TASK TO COMPLETE:
Which lines in the records below contain the word "StorefrontConfig"? Copy each one.

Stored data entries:
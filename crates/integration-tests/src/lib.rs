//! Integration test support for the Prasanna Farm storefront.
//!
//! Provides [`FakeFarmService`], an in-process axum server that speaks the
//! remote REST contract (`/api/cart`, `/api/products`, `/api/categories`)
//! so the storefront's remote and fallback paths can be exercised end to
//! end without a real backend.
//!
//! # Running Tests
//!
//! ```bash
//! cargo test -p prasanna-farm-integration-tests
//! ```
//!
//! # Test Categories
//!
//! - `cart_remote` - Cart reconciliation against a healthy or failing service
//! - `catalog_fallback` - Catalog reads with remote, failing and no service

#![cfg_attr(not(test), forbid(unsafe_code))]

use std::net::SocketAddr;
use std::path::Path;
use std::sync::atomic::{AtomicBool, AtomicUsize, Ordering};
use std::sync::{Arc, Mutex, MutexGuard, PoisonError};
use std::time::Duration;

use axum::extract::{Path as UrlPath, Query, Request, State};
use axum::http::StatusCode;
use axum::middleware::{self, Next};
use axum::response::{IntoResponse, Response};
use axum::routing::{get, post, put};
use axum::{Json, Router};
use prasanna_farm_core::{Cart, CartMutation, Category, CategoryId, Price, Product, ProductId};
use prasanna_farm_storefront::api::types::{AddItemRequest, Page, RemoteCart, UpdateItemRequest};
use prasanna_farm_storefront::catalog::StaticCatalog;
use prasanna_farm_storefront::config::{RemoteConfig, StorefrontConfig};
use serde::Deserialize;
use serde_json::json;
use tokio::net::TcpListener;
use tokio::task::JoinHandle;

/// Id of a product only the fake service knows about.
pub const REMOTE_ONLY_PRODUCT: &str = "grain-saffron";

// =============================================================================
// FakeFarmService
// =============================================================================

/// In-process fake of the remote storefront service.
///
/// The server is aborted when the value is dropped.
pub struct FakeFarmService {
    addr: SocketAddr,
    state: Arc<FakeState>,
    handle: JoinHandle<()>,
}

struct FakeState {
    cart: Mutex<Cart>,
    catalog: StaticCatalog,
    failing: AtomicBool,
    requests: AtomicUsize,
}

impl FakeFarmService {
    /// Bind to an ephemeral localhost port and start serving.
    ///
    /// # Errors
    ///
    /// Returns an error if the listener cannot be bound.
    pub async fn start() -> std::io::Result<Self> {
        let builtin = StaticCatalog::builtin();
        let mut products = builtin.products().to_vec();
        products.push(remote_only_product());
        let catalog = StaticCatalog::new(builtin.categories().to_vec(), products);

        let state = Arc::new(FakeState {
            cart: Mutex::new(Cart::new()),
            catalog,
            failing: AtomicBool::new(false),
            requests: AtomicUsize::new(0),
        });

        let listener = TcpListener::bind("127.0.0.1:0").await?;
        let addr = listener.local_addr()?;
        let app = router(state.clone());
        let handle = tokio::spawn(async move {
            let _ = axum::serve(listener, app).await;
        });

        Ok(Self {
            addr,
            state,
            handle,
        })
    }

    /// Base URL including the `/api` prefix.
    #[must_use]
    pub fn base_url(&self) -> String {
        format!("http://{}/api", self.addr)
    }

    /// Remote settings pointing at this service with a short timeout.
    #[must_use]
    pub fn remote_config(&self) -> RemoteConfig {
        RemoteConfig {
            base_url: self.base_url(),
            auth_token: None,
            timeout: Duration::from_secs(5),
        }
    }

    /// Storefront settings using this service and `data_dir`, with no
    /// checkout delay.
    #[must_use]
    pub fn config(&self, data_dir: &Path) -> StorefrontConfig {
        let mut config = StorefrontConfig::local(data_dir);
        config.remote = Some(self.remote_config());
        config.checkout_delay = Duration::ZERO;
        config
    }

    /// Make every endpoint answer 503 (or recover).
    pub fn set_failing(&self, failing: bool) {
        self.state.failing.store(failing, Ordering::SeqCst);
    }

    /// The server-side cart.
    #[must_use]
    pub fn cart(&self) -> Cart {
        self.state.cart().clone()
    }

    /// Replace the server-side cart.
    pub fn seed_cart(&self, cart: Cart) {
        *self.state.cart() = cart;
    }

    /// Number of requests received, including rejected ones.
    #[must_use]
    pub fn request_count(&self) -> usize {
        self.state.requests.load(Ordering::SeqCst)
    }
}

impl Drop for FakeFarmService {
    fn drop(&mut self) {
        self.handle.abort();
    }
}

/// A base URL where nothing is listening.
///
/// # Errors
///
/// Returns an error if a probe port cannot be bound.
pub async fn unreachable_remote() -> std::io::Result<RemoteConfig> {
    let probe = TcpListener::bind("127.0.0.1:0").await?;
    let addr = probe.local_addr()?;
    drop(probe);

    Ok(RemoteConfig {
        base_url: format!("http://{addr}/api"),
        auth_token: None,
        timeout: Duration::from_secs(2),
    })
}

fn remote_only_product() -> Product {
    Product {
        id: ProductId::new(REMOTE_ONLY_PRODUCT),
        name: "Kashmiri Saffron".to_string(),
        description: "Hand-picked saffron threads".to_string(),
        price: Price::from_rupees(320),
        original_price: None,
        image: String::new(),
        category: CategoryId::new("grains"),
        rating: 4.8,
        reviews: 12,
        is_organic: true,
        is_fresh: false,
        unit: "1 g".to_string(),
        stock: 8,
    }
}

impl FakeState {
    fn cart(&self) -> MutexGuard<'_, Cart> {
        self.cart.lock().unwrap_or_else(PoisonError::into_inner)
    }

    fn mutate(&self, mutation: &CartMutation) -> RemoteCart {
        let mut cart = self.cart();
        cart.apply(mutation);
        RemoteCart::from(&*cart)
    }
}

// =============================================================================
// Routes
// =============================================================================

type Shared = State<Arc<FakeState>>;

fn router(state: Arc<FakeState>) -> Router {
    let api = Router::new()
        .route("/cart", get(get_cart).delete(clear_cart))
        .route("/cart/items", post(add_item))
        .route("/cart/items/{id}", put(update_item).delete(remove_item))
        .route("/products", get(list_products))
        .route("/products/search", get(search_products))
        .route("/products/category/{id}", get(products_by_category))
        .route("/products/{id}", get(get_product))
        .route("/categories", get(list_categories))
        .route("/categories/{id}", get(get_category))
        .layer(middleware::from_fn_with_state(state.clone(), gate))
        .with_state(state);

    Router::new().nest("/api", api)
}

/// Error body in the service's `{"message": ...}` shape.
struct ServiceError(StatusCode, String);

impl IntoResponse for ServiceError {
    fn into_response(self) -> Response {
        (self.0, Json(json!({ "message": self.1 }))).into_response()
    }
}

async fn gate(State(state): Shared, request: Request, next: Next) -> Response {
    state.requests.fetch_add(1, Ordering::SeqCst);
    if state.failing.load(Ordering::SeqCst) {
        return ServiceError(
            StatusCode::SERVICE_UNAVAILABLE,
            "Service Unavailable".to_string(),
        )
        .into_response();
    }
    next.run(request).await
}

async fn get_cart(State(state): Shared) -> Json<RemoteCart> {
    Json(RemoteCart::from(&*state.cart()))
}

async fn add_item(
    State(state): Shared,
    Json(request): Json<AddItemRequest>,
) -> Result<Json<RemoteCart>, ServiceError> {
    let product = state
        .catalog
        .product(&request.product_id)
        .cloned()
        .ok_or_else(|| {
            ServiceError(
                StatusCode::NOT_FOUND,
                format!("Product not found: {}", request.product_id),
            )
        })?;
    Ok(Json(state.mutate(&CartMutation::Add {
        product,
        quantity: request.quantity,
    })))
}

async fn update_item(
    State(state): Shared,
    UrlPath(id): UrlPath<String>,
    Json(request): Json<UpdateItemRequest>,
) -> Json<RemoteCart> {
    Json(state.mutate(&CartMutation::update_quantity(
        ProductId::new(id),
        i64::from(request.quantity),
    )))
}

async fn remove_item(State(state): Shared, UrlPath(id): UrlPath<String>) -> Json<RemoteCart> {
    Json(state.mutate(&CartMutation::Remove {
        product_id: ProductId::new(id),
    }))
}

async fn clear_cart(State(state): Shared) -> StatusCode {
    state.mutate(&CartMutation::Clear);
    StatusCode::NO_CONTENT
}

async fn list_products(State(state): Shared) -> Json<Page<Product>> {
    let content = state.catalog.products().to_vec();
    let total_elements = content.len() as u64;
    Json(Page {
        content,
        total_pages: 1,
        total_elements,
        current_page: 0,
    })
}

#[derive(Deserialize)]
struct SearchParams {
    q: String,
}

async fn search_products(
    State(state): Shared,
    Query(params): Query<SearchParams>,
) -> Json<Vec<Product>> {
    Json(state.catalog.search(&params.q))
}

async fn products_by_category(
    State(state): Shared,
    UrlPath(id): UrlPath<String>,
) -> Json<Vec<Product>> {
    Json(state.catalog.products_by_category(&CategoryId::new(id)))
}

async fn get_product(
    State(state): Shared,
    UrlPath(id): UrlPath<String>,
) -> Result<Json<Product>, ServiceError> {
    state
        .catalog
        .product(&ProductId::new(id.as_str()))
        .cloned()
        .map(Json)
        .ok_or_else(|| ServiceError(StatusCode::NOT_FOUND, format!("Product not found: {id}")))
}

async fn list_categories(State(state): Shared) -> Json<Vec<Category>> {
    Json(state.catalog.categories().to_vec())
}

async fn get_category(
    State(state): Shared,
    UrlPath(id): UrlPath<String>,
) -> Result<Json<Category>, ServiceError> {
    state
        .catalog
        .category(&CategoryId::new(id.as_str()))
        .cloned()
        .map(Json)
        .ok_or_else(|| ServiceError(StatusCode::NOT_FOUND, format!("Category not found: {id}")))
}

RESPONSE BOX:
use prasanna_farm_storefront::config::{RemoteConfig, StorefrontConfig};
    pub fn config(&self, data_dir: &Path) -> StorefrontConfig {
        let mut config = StorefrontConfig::local(data_dir);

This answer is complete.